Would you copy every line of the listing below that includes the word "Destination"?

==== Provided records

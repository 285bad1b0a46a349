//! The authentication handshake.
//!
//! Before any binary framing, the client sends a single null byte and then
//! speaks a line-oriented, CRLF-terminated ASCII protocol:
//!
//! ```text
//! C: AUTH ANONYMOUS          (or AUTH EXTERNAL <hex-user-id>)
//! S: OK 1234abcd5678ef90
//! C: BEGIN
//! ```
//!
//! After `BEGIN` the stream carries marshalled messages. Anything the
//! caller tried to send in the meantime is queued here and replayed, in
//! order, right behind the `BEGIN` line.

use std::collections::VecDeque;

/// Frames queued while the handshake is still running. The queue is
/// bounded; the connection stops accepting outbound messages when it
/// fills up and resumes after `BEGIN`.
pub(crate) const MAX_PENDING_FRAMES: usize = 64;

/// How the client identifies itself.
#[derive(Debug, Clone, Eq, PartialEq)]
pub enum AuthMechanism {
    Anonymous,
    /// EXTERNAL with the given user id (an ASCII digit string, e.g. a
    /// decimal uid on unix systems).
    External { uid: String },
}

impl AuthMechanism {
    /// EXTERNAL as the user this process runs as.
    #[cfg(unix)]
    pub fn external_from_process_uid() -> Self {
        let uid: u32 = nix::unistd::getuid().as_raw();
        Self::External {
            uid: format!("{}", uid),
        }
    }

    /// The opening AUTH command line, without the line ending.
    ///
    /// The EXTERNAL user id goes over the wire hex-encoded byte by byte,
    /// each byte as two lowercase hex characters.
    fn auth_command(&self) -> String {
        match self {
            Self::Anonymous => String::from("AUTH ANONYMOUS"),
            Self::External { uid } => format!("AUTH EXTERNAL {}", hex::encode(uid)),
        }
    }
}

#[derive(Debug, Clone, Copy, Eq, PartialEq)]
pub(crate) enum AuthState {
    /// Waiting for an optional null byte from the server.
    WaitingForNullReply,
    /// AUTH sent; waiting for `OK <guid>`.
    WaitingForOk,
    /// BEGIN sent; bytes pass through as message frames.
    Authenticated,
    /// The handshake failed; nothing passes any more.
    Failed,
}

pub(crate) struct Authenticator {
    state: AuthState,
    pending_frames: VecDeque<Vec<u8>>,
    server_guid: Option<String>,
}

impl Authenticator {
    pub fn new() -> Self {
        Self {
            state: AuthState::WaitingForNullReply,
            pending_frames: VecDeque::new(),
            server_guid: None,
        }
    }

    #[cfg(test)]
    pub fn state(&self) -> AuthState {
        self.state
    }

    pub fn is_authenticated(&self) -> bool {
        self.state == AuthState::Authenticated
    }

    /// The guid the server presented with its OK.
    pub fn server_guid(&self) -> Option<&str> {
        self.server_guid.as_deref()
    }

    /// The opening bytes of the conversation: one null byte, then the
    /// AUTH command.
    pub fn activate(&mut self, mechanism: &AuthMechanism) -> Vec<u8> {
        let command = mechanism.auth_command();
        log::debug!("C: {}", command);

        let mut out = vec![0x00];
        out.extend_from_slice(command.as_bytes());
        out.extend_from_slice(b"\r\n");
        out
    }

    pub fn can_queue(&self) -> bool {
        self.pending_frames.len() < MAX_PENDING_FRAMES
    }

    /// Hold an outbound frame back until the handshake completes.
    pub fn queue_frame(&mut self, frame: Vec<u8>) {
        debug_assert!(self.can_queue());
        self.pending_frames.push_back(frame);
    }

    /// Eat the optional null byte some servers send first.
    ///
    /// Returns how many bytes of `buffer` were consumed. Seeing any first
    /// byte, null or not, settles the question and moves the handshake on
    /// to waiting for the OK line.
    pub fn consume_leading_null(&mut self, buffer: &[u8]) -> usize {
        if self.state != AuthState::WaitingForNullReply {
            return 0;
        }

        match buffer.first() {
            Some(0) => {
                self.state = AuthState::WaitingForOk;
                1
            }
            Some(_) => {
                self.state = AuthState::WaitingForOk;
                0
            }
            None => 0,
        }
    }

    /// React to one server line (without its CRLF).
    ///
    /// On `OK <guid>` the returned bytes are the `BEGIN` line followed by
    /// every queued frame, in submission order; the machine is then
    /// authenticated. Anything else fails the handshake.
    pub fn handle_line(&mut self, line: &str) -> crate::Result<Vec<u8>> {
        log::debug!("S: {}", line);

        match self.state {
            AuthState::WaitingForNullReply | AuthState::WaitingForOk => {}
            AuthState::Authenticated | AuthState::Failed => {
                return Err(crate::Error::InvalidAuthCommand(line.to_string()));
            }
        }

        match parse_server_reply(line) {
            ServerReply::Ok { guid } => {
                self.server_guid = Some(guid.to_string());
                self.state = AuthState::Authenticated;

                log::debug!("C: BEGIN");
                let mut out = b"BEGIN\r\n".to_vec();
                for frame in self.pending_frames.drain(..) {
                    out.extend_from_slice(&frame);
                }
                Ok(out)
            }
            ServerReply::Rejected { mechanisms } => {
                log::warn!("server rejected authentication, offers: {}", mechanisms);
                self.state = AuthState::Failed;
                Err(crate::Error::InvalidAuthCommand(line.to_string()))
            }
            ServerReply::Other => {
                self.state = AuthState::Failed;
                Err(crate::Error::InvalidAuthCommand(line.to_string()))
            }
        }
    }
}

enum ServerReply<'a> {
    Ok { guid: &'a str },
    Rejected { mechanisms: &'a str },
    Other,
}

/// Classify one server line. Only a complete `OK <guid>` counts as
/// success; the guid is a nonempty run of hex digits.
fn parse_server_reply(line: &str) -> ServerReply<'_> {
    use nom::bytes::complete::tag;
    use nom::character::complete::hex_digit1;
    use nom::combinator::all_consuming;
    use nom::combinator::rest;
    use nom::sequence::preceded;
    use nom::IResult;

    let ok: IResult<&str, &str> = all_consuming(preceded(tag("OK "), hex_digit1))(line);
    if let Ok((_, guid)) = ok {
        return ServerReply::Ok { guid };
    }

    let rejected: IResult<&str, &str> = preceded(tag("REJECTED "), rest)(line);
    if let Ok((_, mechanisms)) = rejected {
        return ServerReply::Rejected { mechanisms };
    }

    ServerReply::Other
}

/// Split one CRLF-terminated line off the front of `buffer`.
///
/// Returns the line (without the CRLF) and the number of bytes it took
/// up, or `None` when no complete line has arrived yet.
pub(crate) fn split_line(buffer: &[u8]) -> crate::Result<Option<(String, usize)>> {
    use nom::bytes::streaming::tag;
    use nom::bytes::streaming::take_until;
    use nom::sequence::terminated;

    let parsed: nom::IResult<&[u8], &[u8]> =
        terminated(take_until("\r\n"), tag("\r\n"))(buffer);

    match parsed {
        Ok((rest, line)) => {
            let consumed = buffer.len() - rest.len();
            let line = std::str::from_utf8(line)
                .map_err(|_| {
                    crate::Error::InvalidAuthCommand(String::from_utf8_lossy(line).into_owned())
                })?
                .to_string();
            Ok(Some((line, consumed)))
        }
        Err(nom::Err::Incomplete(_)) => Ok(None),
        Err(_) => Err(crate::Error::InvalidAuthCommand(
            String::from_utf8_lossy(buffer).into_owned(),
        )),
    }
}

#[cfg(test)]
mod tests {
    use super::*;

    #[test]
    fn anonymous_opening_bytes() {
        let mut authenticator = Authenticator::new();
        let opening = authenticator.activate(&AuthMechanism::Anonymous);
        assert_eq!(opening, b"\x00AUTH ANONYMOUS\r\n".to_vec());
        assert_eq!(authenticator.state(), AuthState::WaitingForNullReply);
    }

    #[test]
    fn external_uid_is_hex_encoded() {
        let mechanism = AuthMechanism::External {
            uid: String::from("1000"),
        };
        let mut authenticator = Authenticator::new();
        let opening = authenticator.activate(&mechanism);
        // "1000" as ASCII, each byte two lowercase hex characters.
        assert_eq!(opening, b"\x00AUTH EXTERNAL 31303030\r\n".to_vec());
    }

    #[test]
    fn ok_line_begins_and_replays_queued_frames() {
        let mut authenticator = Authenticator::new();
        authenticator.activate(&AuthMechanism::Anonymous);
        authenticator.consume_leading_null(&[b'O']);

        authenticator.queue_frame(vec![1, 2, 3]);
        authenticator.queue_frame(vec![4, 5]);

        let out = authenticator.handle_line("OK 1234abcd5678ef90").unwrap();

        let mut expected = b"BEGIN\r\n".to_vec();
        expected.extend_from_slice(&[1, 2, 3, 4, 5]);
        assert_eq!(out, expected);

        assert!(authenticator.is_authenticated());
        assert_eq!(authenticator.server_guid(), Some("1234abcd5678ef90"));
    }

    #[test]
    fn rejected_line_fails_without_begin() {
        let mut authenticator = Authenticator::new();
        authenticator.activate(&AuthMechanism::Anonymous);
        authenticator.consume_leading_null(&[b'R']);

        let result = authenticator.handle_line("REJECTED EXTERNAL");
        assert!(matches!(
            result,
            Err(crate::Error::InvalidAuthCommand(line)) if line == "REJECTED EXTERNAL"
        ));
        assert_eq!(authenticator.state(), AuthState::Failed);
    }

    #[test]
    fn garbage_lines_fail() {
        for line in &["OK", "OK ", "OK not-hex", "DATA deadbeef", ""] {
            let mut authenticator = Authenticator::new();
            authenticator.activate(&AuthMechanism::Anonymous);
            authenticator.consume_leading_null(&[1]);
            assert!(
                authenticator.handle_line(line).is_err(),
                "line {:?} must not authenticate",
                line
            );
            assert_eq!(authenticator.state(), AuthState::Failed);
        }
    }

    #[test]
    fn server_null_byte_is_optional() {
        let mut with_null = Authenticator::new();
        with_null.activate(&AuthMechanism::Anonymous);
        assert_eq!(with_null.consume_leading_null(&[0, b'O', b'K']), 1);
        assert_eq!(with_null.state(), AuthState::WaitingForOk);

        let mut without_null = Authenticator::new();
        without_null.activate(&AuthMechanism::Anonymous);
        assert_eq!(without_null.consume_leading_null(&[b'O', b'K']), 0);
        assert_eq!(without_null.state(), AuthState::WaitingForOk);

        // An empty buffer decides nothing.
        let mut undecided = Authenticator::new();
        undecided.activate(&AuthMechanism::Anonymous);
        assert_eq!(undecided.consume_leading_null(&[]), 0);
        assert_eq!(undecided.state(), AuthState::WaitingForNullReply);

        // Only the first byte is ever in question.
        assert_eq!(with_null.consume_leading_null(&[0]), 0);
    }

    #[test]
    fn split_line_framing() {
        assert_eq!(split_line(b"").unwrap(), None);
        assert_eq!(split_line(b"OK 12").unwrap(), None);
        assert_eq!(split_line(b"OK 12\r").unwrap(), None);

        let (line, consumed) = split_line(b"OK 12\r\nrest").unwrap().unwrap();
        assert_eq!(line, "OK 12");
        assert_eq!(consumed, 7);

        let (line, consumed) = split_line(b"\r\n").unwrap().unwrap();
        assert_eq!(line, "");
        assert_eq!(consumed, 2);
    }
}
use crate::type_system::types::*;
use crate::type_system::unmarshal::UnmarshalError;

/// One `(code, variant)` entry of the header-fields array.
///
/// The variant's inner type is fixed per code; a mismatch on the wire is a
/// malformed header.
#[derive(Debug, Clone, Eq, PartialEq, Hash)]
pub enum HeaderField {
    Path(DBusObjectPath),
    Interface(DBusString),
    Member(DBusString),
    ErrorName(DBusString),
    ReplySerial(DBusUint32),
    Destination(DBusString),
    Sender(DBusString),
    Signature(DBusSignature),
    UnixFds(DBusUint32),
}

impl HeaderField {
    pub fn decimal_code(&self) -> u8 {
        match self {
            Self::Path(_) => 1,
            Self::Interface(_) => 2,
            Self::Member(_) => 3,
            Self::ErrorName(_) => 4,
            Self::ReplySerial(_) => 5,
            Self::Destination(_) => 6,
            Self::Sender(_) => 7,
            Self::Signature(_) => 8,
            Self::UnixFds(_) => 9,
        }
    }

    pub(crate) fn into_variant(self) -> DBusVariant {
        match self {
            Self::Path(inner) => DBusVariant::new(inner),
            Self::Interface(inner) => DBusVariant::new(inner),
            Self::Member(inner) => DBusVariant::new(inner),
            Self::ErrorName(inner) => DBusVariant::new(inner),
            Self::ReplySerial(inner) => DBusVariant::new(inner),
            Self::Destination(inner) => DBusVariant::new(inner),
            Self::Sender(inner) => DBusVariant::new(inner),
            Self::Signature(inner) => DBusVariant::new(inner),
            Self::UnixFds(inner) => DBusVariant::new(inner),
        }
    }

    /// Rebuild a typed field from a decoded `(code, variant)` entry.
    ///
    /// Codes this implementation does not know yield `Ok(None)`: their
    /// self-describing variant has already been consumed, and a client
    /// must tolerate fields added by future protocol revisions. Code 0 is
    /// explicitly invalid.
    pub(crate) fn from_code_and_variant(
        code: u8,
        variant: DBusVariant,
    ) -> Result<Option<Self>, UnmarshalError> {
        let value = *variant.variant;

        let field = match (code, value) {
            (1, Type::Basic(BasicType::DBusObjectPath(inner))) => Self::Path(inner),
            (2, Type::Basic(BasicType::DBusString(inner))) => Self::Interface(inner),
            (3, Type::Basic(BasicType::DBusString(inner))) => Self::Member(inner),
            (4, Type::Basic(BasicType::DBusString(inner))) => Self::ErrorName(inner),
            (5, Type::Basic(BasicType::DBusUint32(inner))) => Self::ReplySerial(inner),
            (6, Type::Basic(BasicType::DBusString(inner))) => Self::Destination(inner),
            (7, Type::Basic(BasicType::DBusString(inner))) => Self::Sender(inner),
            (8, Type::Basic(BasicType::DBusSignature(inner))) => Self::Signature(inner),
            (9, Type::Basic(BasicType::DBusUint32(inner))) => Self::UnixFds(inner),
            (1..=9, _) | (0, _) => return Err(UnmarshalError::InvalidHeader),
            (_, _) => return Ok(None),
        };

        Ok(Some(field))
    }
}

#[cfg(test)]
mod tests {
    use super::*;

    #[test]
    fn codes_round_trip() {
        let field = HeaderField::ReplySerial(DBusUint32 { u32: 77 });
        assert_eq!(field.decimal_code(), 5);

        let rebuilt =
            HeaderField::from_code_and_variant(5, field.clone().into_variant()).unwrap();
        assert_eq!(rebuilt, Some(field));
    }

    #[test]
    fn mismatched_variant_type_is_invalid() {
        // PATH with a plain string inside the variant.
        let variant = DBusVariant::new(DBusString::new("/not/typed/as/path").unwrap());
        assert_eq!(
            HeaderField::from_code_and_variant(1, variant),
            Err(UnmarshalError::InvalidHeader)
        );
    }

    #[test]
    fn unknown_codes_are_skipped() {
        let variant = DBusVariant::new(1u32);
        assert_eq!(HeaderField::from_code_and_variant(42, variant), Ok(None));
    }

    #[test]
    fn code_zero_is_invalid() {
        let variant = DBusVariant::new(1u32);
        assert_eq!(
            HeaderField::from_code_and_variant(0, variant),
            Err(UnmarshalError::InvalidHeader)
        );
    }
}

========

**Response box**
    Destination(DBusString),
            Self::Destination(_) => 6,
            Self::Destination(inner) => DBusVariant::new(inner),
            (6, Type::Basic(BasicType::DBusString(inner))) => Self::Destination(inner),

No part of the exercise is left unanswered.